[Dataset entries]

+ + + + + + +

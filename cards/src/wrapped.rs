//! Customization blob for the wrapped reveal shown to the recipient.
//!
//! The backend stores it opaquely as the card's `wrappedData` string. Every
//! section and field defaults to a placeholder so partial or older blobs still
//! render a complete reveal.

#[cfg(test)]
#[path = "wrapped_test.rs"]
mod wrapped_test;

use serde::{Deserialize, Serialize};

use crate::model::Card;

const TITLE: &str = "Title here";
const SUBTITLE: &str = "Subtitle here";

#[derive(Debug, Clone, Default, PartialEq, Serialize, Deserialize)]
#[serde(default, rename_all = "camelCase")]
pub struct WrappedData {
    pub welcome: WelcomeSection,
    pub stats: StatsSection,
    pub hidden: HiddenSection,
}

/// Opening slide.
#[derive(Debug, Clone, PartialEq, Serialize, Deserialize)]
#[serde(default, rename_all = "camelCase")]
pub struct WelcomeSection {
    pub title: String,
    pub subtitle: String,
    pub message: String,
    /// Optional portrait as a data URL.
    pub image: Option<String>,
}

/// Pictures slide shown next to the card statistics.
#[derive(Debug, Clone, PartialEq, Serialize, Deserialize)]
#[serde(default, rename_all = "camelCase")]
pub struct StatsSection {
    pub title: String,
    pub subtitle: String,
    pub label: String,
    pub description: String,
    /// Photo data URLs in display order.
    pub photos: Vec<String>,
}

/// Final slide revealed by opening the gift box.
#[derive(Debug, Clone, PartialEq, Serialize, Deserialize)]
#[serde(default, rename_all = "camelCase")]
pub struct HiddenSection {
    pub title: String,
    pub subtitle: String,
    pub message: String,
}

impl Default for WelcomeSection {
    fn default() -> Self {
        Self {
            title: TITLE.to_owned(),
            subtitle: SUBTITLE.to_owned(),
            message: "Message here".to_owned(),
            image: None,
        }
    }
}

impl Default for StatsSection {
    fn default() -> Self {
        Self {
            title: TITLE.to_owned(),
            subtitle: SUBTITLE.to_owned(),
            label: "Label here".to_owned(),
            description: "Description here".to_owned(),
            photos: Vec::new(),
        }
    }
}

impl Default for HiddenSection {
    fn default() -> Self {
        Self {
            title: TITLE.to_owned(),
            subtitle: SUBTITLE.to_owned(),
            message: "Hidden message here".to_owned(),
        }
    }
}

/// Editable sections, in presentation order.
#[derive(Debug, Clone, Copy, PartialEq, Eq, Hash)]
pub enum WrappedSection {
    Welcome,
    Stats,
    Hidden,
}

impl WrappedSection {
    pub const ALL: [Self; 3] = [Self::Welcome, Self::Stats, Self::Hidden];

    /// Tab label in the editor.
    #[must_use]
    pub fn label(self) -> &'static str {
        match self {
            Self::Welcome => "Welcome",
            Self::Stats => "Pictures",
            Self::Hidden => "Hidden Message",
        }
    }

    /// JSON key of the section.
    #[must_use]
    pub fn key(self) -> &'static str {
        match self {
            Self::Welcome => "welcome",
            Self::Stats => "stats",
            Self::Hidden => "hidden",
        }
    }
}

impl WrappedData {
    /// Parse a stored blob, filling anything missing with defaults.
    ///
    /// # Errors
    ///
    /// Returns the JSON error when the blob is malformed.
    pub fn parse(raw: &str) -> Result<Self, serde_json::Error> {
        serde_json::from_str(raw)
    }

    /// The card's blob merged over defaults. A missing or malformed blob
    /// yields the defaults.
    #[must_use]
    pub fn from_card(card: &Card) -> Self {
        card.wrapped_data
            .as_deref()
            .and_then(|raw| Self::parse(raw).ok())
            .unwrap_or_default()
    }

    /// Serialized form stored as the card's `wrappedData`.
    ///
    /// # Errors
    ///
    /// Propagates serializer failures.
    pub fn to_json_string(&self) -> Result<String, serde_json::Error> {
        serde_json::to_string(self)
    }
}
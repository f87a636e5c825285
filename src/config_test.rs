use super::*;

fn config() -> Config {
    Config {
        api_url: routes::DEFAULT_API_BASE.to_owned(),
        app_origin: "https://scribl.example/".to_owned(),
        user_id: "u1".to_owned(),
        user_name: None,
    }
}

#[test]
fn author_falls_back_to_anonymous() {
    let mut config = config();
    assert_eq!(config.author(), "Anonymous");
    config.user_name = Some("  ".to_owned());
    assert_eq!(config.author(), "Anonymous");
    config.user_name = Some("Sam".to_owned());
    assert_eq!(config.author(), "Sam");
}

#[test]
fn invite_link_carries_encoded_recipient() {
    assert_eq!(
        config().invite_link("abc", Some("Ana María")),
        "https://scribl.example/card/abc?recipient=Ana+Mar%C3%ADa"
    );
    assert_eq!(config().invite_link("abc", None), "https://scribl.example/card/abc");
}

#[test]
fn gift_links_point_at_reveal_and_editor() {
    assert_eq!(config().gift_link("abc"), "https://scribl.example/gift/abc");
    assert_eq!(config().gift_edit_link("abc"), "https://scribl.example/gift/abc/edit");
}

+ + + + + + +

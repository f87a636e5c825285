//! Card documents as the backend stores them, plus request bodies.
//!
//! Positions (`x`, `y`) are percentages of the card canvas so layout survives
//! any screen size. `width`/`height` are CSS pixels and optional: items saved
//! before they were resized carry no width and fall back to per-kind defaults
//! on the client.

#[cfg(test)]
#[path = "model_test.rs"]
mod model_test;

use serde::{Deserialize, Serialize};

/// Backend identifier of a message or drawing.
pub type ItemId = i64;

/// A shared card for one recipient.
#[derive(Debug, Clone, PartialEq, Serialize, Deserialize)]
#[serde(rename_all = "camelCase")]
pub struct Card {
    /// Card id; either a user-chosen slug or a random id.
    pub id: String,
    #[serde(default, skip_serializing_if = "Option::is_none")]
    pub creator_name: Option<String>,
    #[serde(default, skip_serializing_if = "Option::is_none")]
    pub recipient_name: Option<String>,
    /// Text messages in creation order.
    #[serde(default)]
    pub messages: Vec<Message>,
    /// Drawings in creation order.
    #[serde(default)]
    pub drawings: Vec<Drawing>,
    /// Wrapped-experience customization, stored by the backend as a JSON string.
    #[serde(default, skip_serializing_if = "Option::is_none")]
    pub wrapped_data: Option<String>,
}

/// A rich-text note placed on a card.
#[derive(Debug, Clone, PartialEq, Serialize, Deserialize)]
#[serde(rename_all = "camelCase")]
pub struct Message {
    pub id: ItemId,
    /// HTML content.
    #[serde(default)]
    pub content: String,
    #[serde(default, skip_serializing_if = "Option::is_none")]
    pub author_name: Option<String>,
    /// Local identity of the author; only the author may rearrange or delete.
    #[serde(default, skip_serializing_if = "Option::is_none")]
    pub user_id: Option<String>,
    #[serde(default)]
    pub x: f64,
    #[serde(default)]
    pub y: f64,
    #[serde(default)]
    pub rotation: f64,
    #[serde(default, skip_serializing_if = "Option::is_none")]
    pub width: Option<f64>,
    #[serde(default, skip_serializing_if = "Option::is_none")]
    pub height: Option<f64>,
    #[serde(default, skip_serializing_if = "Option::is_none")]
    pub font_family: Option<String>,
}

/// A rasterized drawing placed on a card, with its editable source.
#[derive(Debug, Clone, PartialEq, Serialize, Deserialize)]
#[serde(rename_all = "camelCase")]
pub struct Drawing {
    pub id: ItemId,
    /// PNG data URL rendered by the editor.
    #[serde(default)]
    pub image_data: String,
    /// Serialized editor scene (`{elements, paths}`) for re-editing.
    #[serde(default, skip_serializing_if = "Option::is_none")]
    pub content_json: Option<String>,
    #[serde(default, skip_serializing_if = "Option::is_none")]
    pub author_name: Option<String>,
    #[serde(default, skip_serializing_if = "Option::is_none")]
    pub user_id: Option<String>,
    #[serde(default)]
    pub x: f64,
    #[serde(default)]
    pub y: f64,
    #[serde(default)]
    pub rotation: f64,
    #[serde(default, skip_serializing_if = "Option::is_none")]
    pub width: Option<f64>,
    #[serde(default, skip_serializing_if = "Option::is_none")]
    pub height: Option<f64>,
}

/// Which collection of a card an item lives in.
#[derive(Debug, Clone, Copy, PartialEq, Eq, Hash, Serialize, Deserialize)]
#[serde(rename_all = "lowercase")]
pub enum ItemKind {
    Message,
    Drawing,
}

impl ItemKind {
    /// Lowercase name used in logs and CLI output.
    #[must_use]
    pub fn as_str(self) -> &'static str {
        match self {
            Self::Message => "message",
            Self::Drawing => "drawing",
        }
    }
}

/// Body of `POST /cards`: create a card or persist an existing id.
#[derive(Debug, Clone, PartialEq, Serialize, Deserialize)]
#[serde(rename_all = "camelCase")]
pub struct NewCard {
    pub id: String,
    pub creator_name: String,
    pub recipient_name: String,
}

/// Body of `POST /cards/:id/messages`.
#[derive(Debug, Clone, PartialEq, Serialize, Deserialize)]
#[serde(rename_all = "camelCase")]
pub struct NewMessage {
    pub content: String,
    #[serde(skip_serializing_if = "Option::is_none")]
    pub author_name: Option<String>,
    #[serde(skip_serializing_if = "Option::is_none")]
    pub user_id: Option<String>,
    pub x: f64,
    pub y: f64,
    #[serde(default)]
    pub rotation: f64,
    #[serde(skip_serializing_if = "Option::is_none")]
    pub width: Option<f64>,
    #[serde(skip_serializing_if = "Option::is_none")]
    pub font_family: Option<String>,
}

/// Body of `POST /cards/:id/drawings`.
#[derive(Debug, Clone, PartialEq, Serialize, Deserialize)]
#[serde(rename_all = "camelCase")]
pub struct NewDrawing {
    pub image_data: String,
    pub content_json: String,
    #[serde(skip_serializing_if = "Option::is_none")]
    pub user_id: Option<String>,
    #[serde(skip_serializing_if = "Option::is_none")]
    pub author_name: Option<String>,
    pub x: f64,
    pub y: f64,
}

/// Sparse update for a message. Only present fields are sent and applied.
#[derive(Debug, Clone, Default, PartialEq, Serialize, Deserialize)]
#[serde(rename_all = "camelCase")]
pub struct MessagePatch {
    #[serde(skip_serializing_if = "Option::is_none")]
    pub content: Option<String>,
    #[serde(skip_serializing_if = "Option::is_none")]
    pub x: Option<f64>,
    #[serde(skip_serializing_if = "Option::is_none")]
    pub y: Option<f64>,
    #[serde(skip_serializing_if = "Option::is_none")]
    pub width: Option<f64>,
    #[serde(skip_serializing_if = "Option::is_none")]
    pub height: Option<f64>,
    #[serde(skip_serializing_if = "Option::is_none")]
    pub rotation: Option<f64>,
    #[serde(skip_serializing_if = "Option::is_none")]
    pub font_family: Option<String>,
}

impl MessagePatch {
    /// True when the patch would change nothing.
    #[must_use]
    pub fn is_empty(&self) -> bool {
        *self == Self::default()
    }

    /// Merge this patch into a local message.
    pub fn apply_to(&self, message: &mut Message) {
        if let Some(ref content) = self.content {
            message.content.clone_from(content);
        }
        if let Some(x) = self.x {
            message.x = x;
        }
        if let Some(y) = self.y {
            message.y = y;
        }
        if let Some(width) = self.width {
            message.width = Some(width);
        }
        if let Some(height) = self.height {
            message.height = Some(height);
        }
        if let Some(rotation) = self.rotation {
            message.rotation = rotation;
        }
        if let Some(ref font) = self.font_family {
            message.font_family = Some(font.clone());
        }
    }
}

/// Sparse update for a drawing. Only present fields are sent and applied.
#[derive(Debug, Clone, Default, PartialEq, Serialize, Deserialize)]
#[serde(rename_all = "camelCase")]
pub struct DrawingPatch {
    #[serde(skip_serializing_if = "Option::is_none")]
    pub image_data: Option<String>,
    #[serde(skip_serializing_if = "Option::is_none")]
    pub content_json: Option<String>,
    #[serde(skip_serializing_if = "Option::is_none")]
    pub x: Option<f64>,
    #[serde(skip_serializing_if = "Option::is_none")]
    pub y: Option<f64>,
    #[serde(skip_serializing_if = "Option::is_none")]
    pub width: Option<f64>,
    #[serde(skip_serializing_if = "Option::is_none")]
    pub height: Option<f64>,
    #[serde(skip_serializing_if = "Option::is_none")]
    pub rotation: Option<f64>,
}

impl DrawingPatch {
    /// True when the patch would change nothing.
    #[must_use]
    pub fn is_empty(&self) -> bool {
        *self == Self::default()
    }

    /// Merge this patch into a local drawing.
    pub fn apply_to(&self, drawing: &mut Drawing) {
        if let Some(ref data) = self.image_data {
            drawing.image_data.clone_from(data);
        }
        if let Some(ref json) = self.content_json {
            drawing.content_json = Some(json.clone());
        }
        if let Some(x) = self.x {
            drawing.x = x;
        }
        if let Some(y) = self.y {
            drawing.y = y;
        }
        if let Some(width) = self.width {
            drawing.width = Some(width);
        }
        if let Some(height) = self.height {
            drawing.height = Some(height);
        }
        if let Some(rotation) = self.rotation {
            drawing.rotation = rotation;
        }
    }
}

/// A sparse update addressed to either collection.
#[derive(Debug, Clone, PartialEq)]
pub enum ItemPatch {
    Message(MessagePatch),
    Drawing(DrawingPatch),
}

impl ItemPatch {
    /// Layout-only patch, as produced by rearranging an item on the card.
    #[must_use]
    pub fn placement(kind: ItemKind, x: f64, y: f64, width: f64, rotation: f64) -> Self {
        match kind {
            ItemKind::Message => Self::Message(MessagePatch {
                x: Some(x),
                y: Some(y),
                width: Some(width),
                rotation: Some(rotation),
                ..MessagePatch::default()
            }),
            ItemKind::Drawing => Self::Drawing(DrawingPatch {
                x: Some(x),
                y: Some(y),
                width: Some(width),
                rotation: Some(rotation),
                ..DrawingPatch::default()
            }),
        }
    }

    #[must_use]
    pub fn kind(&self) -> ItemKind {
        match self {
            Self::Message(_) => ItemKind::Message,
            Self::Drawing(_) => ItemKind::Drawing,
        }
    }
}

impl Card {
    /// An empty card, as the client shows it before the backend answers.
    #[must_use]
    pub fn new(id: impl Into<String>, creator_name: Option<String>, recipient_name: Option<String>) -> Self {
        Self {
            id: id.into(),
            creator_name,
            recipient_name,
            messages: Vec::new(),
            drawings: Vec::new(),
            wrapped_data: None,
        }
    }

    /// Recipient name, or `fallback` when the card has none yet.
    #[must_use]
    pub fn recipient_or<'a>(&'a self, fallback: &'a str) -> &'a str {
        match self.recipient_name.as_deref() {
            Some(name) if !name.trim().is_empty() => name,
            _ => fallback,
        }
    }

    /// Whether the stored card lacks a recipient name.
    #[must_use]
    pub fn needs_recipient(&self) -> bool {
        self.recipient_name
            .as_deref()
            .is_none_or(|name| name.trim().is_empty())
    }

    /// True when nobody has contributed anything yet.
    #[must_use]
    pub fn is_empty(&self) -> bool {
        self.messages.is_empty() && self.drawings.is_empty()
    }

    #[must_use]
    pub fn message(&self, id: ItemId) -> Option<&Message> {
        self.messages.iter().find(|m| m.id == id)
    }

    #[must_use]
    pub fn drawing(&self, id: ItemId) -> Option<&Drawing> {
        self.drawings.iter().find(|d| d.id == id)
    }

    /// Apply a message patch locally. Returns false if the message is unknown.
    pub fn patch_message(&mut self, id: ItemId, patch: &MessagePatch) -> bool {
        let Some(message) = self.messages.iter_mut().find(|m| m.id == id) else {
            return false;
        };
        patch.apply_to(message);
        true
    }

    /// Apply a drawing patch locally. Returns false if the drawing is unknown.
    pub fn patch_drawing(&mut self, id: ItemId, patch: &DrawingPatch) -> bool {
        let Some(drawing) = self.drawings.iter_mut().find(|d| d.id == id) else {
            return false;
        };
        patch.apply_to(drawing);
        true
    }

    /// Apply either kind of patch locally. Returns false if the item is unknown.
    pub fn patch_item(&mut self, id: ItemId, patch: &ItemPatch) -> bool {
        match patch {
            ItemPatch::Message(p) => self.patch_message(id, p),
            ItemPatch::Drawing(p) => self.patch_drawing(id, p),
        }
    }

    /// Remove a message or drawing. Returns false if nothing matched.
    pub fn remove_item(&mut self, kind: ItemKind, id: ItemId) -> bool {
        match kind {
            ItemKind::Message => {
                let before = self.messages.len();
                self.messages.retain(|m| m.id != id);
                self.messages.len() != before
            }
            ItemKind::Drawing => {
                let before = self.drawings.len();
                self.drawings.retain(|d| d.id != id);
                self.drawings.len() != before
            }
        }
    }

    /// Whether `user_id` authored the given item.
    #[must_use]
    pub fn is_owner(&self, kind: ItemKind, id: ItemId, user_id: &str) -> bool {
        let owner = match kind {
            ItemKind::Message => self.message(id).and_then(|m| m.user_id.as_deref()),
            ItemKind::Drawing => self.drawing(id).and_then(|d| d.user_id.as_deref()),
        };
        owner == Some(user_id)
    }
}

+ + + + + + +

• **WORK TO BE COMPLETED**:
Using the entries above, return exactly the lines from the line with "a JSON string." to the line with "placed on a card.", counting both of those lines.

• **EXERCISE ANSWER**:
    /// Wrapped-experience customization, stored by the backend as a JSON string.
    #[serde(default, skip_serializing_if = "Option::is_none")]
    pub wrapped_data: Option<String>,
}

/// A rich-text note placed on a card.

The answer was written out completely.